9. A fluid control assembly (6), characterized by: comprises a mounting part (60) and a one-way valve (1), wherein the mounting part (60) is provided with a mounting cavity (60 a), a first channel (61) and a second channel (62), and at least part of the one-way valve (1) is positioned in the mounting cavity (60 a);

the one-way valve (1) comprises a valve body (2) and a valve core component (3), the valve body (2) comprises a first sub-part (21), a second sub-part (22) and a guide part (23), the first sub-part (21) and the second sub-part (22) are fixedly connected or in limit connection, the guide part (23) and the second sub-part (22) are fixedly connected or in limit connection or are of an integral structure, the valve body (2) is provided with an inlet (221 a) and a valve port (225 a), the valve port (225 a) is positioned in the second sub-part (22) along the axial direction of the valve body (2), and the valve core (31) is in sliding fit with the guide part (23);

the first sub-portion (21) and the second sub-portion (22) are in contact seal with the mounting portion (60), the contact portion of the first sub-portion (21) and the mounting portion (60) is located on one side of the first channel (61), and the contact portion of the second sub-portion (22) and the mounting portion (60) is located on the other side of the first channel (61) along the axial direction of the check valve (1).
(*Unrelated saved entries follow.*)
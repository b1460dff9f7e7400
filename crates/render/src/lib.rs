#![deny(unsafe_code)]
//! Raster rendering for potential-nav worlds.
//!
//! [`Canvas`] is a persistent RGB8 image that implements the core's
//! [`Renderer`](potential_nav_core::Renderer): the caller draws the initial
//! frame once, then one agent disk per step, leaving the trail on the canvas.
//! PNG export lives in [`snapshot`] behind the `png` feature (default on).

pub mod canvas;

#[cfg(feature = "png")]
pub mod snapshot;

pub use canvas::Canvas;
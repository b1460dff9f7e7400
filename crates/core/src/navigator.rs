//! Greedy potential-field control loop.
//!
//! Each step scores every candidate on the agent's scan ring against the
//! combined field and jumps to the lowest one. There is no lookahead or
//! backtracking, so the agent can get caught in a local minimum; callers that
//! need a guaranteed end configure a step limit and receive
//! [`StopReason::Stalled`] when it runs out.

use serde::Serialize;
use tracing::{debug, info, warn};

use crate::error::NavError;
use crate::position::Position;
use crate::world::{World, WorldConfig, DEFAULT_STOP_DISTANCE};

/// Why a run ended.
#[derive(Debug, Clone, Copy, PartialEq, Eq, Serialize)]
#[serde(rename_all = "snake_case")]
pub enum StopReason {
    /// The agent came within the stop distance of the goal.
    ReachedGoal,
    /// The configured step limit ran out first.
    Stalled,
}

/// One committed step, as seen by observers.
#[derive(Debug, Clone, Copy, PartialEq, Serialize)]
pub struct StepRecord {
    /// 1-based step number.
    pub index: usize,
    pub position: Position,
    pub score: f64,
    pub distance_to_goal: f64,
}

/// Summary of a finished run.
#[derive(Debug, Clone, Copy, PartialEq, Serialize)]
pub struct RunOutcome {
    pub reason: StopReason,
    pub steps: usize,
    pub final_position: Position,
    pub final_distance: f64,
}

/// Returns the first candidate with the lowest score, with that score.
///
/// Ties keep the earliest candidate, so the result depends only on the
/// generation order. Returns `None` for an empty candidate list.
pub fn select_best<F>(candidates: &[Position], mut score: F) -> Option<(Position, f64)>
where
    F: FnMut(Position) -> f64,
{
    candidates.iter().fold(None, |best, &candidate| {
        let value = score(candidate);
        match best {
            Some((_, best_value)) if value >= best_value => best,
            _ => Some((candidate, value)),
        }
    })
}

/// Drives a [`World`] toward its goal.
#[derive(Debug, Clone, Copy, PartialEq)]
pub struct Navigator {
    stop_distance: f64,
    max_steps: Option<usize>,
}

impl Default for Navigator {
    fn default() -> Self {
        Self {
            stop_distance: DEFAULT_STOP_DISTANCE,
            max_steps: None,
        }
    }
}

impl Navigator {
    /// Creates an unbounded navigator.
    ///
    /// Returns `NavError::InvalidParameter` if `stop_distance` is negative or
    /// not finite.
    pub fn new(stop_distance: f64) -> Result<Self, NavError> {
        if !stop_distance.is_finite() || stop_distance < 0.0 {
            return Err(NavError::invalid_parameter(
                "stop_distance",
                stop_distance,
                "must be finite and >= 0",
            ));
        }
        Ok(Self {
            stop_distance,
            max_steps: None,
        })
    }

    /// Limits a run to `max_steps` steps.
    ///
    /// Returns `NavError::InvalidParameter` if `max_steps` is zero.
    pub fn with_max_steps(mut self, max_steps: usize) -> Result<Self, NavError> {
        if max_steps == 0 {
            return Err(NavError::invalid_parameter(
                "max_steps",
                0.0,
                "must be at least 1",
            ));
        }
        self.max_steps = Some(max_steps);
        Ok(self)
    }

    /// Navigator using the run limits of `config`.
    pub fn from_config(config: &WorldConfig) -> Result<Self, NavError> {
        let navigator = Self::new(config.stop_distance)?;
        match config.max_steps {
            Some(limit) => navigator.with_max_steps(limit),
            None => Ok(navigator),
        }
    }

    pub fn stop_distance(&self) -> f64 {
        self.stop_distance
    }

    pub fn max_steps(&self) -> Option<usize> {
        self.max_steps
    }

    /// Whether the agent is already within the stop distance.
    pub fn reached_goal(&self, world: &World) -> bool {
        world.distance_to_goal() <= self.stop_distance
    }

    /// Moves the agent to its best candidate and returns the new position.
    pub fn step(&self, world: &mut World) -> Position {
        self.advance(world).0
    }

    /// Steps until the goal is reached or the step limit runs out.
    pub fn run(&self, world: &mut World) -> RunOutcome {
        self.run_with(world, |_| {})
    }

    /// Like [`Navigator::run`], calling `observer` after every committed step.
    pub fn run_with<F>(&self, world: &mut World, mut observer: F) -> RunOutcome
    where
        F: FnMut(&StepRecord),
    {
        let mut steps = 0;
        let reason = loop {
            if self.reached_goal(world) {
                break StopReason::ReachedGoal;
            }
            if self.max_steps.is_some_and(|limit| steps >= limit) {
                break StopReason::Stalled;
            }
            let (position, score) = self.advance(world);
            steps += 1;
            let record = StepRecord {
                index: steps,
                position,
                score,
                distance_to_goal: world.distance_to_goal(),
            };
            debug!(
                step = record.index,
                x = position.x,
                y = position.y,
                score,
                distance = record.distance_to_goal,
                "agent moved"
            );
            observer(&record);
        };

        let outcome = RunOutcome {
            reason,
            steps,
            final_position: world.agent().position(),
            final_distance: world.distance_to_goal(),
        };
        match reason {
            StopReason::ReachedGoal => info!(
                steps,
                distance = outcome.final_distance,
                "reached goal"
            ),
            StopReason::Stalled => warn!(
                steps,
                distance = outcome.final_distance,
                "step limit reached before the goal"
            ),
        }
        outcome
    }

    fn advance(&self, world: &mut World) -> (Position, f64) {
        let candidates = world.agent().candidates();
        // Agent construction guarantees at least one candidate.
        let (best, score) = select_best(&candidates, |c| world.score(c))
            .unwrap_or_else(|| (world.agent().position(), world.score(world.agent().position())));
        world.agent_mut().set_position(best);
        (best, score)
    }
}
10. The fluid control assembly of claim 9, wherein: the mounting part (60) is provided with a first mounting surface (601) and a second mounting surface (602), the first sub-part (21) can be in butt joint and seal with the first mounting surface (601), the second sub-part (22) can be in butt joint and seal with the second mounting surface (602), a sealing ring is mounted between the one-way valve (1) and the first mounting surface (601) and between the one-way valve (1) and the second mounting surface (602), the second mounting surface (602) is relatively close to the axis of the one-way valve (1) along the radial direction of the one-way valve (1).